TASK DETAILS:
Check each line below for the word "normalized" and give the count alone.

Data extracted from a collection
↓↓↓

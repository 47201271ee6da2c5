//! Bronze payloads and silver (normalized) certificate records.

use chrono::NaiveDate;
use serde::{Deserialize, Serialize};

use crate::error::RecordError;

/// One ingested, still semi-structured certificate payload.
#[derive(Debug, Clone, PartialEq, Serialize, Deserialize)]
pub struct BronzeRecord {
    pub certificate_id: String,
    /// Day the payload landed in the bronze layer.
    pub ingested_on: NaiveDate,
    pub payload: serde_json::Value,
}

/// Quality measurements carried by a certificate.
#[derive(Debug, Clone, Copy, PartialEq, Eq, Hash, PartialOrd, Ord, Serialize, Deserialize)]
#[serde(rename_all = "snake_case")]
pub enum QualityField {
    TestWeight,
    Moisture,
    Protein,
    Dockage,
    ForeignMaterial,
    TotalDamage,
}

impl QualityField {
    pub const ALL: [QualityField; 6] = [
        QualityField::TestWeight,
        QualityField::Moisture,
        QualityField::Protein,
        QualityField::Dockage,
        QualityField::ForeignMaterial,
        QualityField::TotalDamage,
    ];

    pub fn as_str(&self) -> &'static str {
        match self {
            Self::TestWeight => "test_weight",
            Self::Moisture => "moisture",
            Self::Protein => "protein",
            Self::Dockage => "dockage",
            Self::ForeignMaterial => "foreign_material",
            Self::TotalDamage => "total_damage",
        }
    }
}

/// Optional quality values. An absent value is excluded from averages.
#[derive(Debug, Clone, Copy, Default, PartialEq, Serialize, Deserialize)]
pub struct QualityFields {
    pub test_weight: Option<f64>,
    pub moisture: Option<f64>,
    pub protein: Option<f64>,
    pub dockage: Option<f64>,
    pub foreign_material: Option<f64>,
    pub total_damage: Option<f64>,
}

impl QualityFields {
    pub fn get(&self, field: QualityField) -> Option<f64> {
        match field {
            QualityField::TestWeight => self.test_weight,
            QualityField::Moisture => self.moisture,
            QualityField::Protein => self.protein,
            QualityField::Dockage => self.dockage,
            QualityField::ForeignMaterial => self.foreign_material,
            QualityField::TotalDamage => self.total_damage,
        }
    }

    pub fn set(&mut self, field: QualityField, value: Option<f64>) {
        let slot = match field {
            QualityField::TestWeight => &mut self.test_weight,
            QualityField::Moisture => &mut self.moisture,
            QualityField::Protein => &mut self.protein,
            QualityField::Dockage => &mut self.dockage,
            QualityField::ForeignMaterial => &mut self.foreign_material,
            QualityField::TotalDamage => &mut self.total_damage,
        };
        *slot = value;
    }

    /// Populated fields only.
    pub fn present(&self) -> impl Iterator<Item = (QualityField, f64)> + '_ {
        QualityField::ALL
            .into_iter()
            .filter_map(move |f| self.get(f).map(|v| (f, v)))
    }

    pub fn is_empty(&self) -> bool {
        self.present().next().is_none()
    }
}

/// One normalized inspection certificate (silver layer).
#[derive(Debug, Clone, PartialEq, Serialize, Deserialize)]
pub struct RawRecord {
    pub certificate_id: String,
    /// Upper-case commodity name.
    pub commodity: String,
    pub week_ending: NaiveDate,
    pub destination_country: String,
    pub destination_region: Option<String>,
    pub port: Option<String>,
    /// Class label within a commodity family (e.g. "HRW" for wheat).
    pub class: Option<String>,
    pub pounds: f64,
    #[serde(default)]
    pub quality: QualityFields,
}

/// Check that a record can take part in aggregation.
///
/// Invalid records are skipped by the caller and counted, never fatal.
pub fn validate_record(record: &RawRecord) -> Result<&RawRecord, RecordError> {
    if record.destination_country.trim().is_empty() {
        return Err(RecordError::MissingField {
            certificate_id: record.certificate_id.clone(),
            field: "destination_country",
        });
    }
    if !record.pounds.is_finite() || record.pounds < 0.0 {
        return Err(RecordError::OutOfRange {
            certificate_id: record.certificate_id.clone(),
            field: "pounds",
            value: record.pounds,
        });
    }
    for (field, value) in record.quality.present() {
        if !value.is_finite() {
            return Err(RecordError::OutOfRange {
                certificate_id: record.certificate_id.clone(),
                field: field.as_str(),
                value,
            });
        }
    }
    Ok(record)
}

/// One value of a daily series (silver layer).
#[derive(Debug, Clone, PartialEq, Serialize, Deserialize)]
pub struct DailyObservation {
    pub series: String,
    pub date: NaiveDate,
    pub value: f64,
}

↑↑↑
↓↓↓

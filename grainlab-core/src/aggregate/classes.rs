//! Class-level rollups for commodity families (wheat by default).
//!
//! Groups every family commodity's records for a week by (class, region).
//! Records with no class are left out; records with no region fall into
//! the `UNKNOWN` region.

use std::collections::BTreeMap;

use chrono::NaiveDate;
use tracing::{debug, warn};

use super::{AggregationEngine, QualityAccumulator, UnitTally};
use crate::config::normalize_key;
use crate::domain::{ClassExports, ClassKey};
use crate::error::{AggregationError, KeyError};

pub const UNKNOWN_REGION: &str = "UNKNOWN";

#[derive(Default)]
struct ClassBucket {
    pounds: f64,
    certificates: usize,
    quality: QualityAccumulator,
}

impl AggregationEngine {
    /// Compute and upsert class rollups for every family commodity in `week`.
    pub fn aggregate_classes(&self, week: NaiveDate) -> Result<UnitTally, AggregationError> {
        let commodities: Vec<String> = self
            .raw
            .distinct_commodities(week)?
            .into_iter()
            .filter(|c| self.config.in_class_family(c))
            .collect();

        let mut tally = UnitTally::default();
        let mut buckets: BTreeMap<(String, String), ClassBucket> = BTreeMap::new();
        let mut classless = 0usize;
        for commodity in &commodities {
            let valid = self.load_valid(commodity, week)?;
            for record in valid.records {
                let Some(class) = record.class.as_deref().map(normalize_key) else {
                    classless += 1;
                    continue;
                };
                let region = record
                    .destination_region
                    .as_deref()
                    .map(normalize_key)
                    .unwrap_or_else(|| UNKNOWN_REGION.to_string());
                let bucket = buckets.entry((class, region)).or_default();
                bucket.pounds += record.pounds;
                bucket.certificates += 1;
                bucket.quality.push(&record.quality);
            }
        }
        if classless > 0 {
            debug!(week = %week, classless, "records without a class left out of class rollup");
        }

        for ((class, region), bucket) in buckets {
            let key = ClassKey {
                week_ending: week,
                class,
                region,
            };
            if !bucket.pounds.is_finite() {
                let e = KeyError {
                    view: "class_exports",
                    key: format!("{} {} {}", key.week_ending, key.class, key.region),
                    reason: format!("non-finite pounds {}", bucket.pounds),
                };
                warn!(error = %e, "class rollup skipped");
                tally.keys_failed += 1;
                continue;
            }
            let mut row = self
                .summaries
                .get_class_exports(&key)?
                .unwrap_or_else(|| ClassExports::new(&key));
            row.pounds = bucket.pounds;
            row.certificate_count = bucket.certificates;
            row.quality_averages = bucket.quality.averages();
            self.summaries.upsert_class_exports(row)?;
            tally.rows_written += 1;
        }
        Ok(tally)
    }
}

↑↑↑
↓↓↓

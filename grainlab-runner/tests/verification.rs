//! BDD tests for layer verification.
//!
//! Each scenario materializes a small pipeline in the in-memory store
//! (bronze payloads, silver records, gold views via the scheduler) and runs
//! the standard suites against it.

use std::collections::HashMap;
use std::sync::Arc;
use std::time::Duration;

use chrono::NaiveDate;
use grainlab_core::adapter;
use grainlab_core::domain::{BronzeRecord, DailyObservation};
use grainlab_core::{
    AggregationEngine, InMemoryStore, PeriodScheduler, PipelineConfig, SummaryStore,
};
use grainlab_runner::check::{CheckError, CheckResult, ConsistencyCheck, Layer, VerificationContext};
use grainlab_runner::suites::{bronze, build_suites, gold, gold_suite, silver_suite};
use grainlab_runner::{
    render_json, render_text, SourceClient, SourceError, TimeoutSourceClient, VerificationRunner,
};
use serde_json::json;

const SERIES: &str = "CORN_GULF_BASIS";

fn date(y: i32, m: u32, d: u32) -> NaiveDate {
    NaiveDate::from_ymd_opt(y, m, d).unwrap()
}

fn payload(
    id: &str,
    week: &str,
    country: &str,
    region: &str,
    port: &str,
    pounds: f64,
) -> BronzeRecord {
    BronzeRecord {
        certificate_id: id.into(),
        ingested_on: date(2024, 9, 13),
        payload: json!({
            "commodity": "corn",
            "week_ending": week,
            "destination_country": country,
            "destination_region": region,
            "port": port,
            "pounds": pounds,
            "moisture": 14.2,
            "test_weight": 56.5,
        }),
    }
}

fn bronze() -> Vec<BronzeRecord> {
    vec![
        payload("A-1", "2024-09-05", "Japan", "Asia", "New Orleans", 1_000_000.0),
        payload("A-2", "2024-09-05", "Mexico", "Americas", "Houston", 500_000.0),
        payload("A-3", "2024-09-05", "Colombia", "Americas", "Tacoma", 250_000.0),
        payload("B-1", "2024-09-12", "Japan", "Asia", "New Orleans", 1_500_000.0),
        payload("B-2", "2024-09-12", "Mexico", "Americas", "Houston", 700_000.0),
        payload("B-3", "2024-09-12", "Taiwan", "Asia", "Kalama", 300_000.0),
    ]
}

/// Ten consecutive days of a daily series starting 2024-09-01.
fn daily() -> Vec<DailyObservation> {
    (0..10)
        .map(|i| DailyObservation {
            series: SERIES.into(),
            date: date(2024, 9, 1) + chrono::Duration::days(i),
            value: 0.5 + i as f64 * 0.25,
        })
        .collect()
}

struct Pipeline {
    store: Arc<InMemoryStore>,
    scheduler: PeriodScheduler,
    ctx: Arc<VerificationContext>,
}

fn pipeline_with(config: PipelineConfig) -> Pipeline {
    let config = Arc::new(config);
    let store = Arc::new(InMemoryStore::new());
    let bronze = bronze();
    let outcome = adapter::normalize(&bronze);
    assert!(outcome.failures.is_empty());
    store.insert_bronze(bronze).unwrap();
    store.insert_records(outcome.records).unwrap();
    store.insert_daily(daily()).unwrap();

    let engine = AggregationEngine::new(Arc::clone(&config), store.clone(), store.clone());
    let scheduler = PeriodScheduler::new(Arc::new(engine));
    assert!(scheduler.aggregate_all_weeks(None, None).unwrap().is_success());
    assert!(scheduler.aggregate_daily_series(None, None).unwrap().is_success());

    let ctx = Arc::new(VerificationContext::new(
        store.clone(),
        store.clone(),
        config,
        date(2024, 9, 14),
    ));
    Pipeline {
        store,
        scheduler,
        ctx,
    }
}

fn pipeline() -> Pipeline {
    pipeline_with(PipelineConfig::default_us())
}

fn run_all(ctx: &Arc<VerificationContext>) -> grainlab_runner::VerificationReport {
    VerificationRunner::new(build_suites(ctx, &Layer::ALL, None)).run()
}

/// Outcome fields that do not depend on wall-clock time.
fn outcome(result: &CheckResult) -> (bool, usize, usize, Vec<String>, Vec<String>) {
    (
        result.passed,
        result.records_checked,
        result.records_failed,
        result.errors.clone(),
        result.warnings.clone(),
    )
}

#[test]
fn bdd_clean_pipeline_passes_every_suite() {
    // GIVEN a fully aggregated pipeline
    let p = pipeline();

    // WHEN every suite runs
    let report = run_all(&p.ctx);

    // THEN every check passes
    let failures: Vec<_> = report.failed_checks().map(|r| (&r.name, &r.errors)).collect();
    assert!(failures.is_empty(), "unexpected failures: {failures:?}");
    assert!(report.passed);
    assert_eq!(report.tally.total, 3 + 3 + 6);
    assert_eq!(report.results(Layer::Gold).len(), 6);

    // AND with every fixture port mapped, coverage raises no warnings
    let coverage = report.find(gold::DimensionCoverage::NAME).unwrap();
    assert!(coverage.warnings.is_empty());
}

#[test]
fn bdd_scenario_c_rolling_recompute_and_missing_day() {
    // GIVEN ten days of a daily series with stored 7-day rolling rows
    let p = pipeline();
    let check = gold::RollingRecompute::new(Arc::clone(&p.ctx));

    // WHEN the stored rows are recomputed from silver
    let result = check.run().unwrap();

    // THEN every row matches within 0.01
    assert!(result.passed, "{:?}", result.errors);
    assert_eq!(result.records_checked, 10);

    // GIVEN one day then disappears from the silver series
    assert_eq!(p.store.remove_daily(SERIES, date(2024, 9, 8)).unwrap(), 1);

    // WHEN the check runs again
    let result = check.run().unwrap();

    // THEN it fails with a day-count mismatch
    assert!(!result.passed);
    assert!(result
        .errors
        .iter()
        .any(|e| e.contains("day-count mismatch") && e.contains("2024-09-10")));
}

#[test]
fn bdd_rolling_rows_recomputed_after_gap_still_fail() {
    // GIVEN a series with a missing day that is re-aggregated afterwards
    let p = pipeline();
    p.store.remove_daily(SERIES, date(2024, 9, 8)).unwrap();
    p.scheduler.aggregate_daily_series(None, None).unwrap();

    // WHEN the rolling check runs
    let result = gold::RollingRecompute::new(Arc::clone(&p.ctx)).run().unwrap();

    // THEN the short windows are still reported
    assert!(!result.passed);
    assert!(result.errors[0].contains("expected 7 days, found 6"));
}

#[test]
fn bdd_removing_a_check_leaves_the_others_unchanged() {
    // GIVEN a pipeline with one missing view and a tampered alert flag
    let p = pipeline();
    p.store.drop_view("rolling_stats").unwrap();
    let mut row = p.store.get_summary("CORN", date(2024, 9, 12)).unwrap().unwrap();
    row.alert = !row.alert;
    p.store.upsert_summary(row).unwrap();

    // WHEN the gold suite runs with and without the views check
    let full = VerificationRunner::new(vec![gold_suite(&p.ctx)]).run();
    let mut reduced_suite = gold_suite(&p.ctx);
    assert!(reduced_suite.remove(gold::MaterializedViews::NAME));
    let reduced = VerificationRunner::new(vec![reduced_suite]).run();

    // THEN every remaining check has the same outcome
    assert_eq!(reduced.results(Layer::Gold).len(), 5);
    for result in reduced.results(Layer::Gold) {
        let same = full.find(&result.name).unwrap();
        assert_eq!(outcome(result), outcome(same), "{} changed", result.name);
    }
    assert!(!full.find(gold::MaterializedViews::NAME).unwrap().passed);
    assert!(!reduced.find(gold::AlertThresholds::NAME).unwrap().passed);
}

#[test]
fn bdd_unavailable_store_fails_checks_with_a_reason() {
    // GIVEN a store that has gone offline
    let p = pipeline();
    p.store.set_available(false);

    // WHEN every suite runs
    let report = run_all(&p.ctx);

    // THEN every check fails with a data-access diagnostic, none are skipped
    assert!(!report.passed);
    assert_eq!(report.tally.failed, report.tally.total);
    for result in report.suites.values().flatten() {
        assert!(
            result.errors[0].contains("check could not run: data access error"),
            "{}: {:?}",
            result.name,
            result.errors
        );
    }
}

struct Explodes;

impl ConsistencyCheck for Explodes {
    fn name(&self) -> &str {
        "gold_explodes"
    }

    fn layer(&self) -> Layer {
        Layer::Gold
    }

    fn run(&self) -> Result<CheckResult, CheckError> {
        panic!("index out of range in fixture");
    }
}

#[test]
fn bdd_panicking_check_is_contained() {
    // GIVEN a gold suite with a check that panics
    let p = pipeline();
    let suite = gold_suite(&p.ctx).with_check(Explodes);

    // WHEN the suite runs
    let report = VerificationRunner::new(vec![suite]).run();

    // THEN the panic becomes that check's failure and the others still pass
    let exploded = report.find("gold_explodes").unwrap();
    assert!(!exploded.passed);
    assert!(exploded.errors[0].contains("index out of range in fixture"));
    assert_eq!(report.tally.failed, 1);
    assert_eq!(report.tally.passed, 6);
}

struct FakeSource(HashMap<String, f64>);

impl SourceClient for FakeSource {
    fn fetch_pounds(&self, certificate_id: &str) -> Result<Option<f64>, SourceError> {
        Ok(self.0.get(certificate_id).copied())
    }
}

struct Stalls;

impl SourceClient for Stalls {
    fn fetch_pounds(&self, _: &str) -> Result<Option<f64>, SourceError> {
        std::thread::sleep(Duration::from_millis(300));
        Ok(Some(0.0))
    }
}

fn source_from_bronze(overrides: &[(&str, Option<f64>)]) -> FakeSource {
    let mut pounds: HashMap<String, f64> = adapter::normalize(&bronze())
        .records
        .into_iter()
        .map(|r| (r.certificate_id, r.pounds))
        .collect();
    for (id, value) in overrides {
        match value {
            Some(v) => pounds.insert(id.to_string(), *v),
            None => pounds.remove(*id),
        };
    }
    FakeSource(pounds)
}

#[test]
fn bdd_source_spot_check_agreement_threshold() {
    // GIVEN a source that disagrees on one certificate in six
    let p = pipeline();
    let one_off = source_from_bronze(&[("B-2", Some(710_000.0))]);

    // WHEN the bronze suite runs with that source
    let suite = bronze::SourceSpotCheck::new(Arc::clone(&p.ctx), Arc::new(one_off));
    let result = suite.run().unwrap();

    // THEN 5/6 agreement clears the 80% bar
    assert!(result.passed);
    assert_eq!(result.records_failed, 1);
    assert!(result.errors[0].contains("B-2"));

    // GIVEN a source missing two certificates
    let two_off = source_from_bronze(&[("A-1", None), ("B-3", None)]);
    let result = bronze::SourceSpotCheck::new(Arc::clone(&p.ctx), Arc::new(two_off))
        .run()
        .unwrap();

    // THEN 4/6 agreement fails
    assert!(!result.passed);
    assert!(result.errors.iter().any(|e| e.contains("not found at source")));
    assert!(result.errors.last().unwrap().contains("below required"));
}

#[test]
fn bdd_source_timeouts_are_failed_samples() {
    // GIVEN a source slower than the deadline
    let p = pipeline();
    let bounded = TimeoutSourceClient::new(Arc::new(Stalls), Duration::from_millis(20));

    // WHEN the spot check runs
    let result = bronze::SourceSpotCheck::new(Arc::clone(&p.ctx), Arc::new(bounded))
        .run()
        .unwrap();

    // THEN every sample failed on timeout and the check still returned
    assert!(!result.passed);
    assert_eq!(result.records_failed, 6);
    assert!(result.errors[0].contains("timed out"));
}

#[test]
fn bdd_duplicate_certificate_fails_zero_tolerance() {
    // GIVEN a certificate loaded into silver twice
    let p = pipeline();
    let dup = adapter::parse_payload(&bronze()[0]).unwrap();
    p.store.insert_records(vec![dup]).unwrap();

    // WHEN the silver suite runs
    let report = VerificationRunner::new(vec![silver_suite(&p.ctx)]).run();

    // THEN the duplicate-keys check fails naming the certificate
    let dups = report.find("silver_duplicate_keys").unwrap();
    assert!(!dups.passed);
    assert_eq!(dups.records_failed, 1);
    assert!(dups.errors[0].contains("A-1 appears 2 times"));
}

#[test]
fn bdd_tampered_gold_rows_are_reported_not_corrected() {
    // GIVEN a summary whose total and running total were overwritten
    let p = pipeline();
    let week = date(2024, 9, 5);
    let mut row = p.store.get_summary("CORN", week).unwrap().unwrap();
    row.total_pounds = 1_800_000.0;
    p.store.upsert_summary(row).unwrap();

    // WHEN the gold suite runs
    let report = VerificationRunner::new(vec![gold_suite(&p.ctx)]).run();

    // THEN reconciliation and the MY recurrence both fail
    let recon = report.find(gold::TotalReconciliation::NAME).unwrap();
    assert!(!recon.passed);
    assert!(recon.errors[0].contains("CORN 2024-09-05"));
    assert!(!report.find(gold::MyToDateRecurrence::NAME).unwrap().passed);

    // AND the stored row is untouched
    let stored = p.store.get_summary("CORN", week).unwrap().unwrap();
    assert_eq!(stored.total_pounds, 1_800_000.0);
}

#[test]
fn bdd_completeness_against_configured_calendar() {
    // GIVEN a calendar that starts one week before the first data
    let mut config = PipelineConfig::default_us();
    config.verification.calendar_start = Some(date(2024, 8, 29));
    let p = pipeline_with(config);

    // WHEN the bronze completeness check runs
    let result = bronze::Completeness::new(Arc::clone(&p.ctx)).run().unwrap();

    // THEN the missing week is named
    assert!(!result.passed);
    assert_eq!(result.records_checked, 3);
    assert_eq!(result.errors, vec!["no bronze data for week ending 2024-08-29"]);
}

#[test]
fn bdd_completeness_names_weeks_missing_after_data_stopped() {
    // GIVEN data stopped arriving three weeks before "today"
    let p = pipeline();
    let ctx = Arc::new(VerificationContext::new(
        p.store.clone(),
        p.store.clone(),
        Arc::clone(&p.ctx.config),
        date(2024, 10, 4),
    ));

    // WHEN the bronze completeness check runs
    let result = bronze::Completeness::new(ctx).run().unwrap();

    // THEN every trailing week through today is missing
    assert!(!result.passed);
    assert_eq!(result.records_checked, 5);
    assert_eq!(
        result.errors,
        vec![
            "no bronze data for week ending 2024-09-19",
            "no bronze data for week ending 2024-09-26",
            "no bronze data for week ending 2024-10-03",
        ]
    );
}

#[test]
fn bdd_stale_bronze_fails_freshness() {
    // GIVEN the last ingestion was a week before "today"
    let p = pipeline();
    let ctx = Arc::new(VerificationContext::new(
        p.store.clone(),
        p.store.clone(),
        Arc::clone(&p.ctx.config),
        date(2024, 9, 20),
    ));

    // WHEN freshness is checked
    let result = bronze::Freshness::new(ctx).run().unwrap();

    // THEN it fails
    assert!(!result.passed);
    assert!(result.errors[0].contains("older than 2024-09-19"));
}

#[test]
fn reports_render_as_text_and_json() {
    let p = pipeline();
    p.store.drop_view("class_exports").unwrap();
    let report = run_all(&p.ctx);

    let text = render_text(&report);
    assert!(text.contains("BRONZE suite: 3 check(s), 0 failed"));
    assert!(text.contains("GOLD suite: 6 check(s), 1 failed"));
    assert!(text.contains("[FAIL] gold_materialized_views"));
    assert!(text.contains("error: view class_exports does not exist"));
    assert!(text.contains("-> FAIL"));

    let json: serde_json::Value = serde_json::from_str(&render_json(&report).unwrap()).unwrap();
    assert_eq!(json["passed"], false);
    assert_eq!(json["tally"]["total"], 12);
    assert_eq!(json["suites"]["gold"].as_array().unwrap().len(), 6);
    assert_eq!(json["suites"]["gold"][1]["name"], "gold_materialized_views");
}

↑↑↑

YOUR SOLUTION:
2